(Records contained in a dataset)
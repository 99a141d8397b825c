use crate::color::Rgb;

#[derive(Debug, Clone, Copy, PartialEq, Eq)]
pub struct GradientStop {
    pub from: Rgb,
    pub to: Rgb,
}

impl GradientStop {
    pub fn new(from: Rgb, to: Rgb) -> GradientStop {
        GradientStop { from, to }
    }

    pub fn at(&self, progress: f64) -> Rgb {
        self.from.lerp(self.to, progress)
    }
}

/// Three named stops, each blended independently by scroll progress.
#[derive(Debug, Clone, PartialEq)]
pub struct ScrollGradient {
    pub angle_deg: f32,
    pub start: GradientStop,
    pub middle: GradientStop,
    pub end: GradientStop,
}

impl ScrollGradient {
    pub fn colors_at(&self, progress: f64) -> [Rgb; 3] {
        [self.start.at(progress), self.middle.at(progress), self.end.at(progress)]
    }

    pub fn css_at(&self, progress: f64) -> String {
        let [start, middle, end] = self.colors_at(progress);
        format!(
            "linear-gradient({}deg, {} 0%, {} 50%, {} 100%)",
            self.angle_deg, start, middle, end
        )
    }
}

/// Samples a three-stop gradient laid out at 0%, 50% and 100%.
pub fn color_at(colors: &[Rgb; 3], t: f32) -> Rgb {
    let t = t.clamp(0.0, 1.0) as f64;
    if t <= 0.5 {
        colors[0].lerp(colors[1], t * 2.0)
    } else {
        colors[1].lerp(colors[2], (t - 0.5) * 2.0)
    }
}

#[cfg(test)]
mod tests {
    use super::*;
    use pretty_assertions::assert_eq;

    fn gradient() -> ScrollGradient {
        ScrollGradient {
            angle_deg: 135.0,
            start: GradientStop::new(Rgb::new(0, 0, 0), Rgb::new(200, 0, 0)),
            middle: GradientStop::new(Rgb::new(0, 100, 0), Rgb::new(0, 0, 0)),
            end: GradientStop::new(Rgb::new(10, 10, 10), Rgb::new(10, 10, 10)),
        }
    }

    #[test]
    fn stops_blend_independently() {
        assert_eq!(
            gradient().colors_at(0.5),
            [Rgb::new(100, 0, 0), Rgb::new(0, 50, 0), Rgb::new(10, 10, 10)]
        );
    }

    #[test]
    fn css_uses_fixed_angle_and_positions() {
        assert_eq!(
            gradient().css_at(0.0),
            "linear-gradient(135deg, rgb(0, 0, 0) 0%, rgb(0, 100, 0) 50%, rgb(10, 10, 10) 100%)"
        );
    }

    #[test]
    fn samples_between_stops() {
        let colors = [Rgb::new(0, 0, 0), Rgb::new(100, 100, 100), Rgb::new(200, 0, 0)];
        assert_eq!(color_at(&colors, 0.0), colors[0]);
        assert_eq!(color_at(&colors, 0.25), Rgb::new(50, 50, 50));
        assert_eq!(color_at(&colors, 0.5), colors[1]);
        assert_eq!(color_at(&colors, 1.0), colors[2]);
        assert_eq!(color_at(&colors, 7.0), colors[2]);
    }
}
use serde::{Deserialize, Serialize};

#[derive(Debug, Clone, PartialEq, Serialize, Deserialize)]
pub struct Section {
    pub id: String,
    pub title: String,
    /// Offset of the section top from the document top, in pixels.
    pub top: f64,
}

impl Section {
    pub fn new(id: &str, title: &str, top: f64) -> Section {
        Section { id: id.to_string(), title: title.to_string(), top }
    }
}

/// Sidebar tabs, highlighting the section under the top of the viewport.
#[derive(Debug, Clone)]
pub struct SectionNav {
    sections: Vec<Section>,
    offset: f64,
}

impl SectionNav {
    /// `offset` lets a section become active slightly before its top
    /// reaches the top of the viewport.
    pub fn new(mut sections: Vec<Section>, offset: f64) -> SectionNav {
        sections.sort_by(|a, b| a.top.total_cmp(&b.top));
        SectionNav { sections, offset }
    }

    pub fn sections(&self) -> &[Section] {
        &self.sections
    }

    pub fn len(&self) -> usize {
        self.sections.len()
    }

    pub fn is_empty(&self) -> bool {
        self.sections.is_empty()
    }

    pub fn active(&self, position: f64) -> Option<usize> {
        if self.sections.is_empty() {
            return None;
        }
        let reached = self.sections.iter().take_while(|s| s.top <= position + self.offset).count();
        Some(reached.saturating_sub(1))
    }

    pub fn scroll_target(&self, index: usize, max_scroll: f64) -> Option<f64> {
        self.sections
            .get(index)
            .map(|section| section.top.min(max_scroll).max(0.0))
    }
}
mod client;
mod response;

pub use client::{GeminiClient, GeminiError};
pub use response::{GenerationResult, Source};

§ **Goal of the exercise**: Word for word, transcribe all of the records.

§ **The completed task**:
repository 99a141d8397b825c
use crate::color::Rgb;

#[derive(Debug, Clone, Copy, PartialEq, Eq)]
pub struct GradientStop {
    pub from: Rgb,
    pub to: Rgb,
}

impl GradientStop {
    pub fn new(from: Rgb, to: Rgb) -> GradientStop {
        GradientStop { from, to }
    }

    pub fn at(&self, progress: f64) -> Rgb {
        self.from.lerp(self.to, progress)
    }
}

/// Three named stops, each blended independently by scroll progress.
#[derive(Debug, Clone, PartialEq)]
pub struct ScrollGradient {
    pub angle_deg: f32,
    pub start: GradientStop,
    pub middle: GradientStop,
    pub end: GradientStop,
}

impl ScrollGradient {
    pub fn colors_at(&self, progress: f64) -> [Rgb; 3] {
        [self.start.at(progress), self.middle.at(progress), self.end.at(progress)]
    }

    pub fn css_at(&self, progress: f64) -> String {
        let [start, middle, end] = self.colors_at(progress);
        format!(
            "linear-gradient({}deg, {} 0%, {} 50%, {} 100%)",
            self.angle_deg, start, middle, end
        )
    }
}

/// Samples a three-stop gradient laid out at 0%, 50% and 100%.
pub fn color_at(colors: &[Rgb; 3], t: f32) -> Rgb {
    let t = t.clamp(0.0, 1.0) as f64;
    if t <= 0.5 {
        colors[0].lerp(colors[1], t * 2.0)
    } else {
        colors[1].lerp(colors[2], (t - 0.5) * 2.0)
    }
}

#[cfg(test)]
mod tests {
    use super::*;
    use pretty_assertions::assert_eq;

    fn gradient() -> ScrollGradient {
        ScrollGradient {
            angle_deg: 135.0,
            start: GradientStop::new(Rgb::new(0, 0, 0), Rgb::new(200, 0, 0)),
            middle: GradientStop::new(Rgb::new(0, 100, 0), Rgb::new(0, 0, 0)),
            end: GradientStop::new(Rgb::new(10, 10, 10), Rgb::new(10, 10, 10)),
        }
    }

    #[test]
    fn stops_blend_independently() {
        assert_eq!(
            gradient().colors_at(0.5),
            [Rgb::new(100, 0, 0), Rgb::new(0, 50, 0), Rgb::new(10, 10, 10)]
        );
    }

    #[test]
    fn css_uses_fixed_angle_and_positions() {
        assert_eq!(
            gradient().css_at(0.0),
            "linear-gradient(135deg, rgb(0, 0, 0) 0%, rgb(0, 100, 0) 50%, rgb(10, 10, 10) 100%)"
        );
    }

    #[test]
    fn samples_between_stops() {
        let colors = [Rgb::new(0, 0, 0), Rgb::new(100, 100, 100), Rgb::new(200, 0, 0)];
        assert_eq!(color_at(&colors, 0.0), colors[0]);
        assert_eq!(color_at(&colors, 0.25), Rgb::new(50, 50, 50));
        assert_eq!(color_at(&colors, 0.5), colors[1]);
        assert_eq!(color_at(&colors, 1.0), colors[2]);
        assert_eq!(color_at(&colors, 7.0), colors[2]);
    }
}
use serde::{Deserialize, Serialize};

#[derive(Debug, Clone, PartialEq, Serialize, Deserialize)]
pub struct Section {
    pub id: String,
    pub title: String,
    /// Offset of the section top from the document top, in pixels.
    pub top: f64,
}

impl Section {
    pub fn new(id: &str, title: &str, top: f64) -> Section {
        Section { id: id.to_string(), title: title.to_string(), top }
    }
}

/// Sidebar tabs, highlighting the section under the top of the viewport.
#[derive(Debug, Clone)]
pub struct SectionNav {
    sections: Vec<Section>,
    offset: f64,
}

impl SectionNav {
    /// `offset` lets a section become active slightly before its top
    /// reaches the top of the viewport.
    pub fn new(mut sections: Vec<Section>, offset: f64) -> SectionNav {
        sections.sort_by(|a, b| a.top.total_cmp(&b.top));
        SectionNav { sections, offset }
    }

    pub fn sections(&self) -> &[Section] {
        &self.sections
    }

    pub fn len(&self) -> usize {
        self.sections.len()
    }

    pub fn is_empty(&self) -> bool {
        self.sections.is_empty()
    }

    pub fn active(&self, position: f64) -> Option<usize> {
        if self.sections.is_empty() {
            return None;
        }
        let reached = self.sections.iter().take_while(|s| s.top <= position + self.offset).count();
        Some(reached.saturating_sub(1))
    }

    pub fn scroll_target(&self, index: usize, max_scroll: f64) -> Option<f64> {
        self.sections
            .get(index)
            .map(|section| section.top.min(max_scroll).max(0.0))
    }
}
mod client;
mod response;

pub use client::{GeminiClient, GeminiError};
pub use response::{GenerationResult, Source};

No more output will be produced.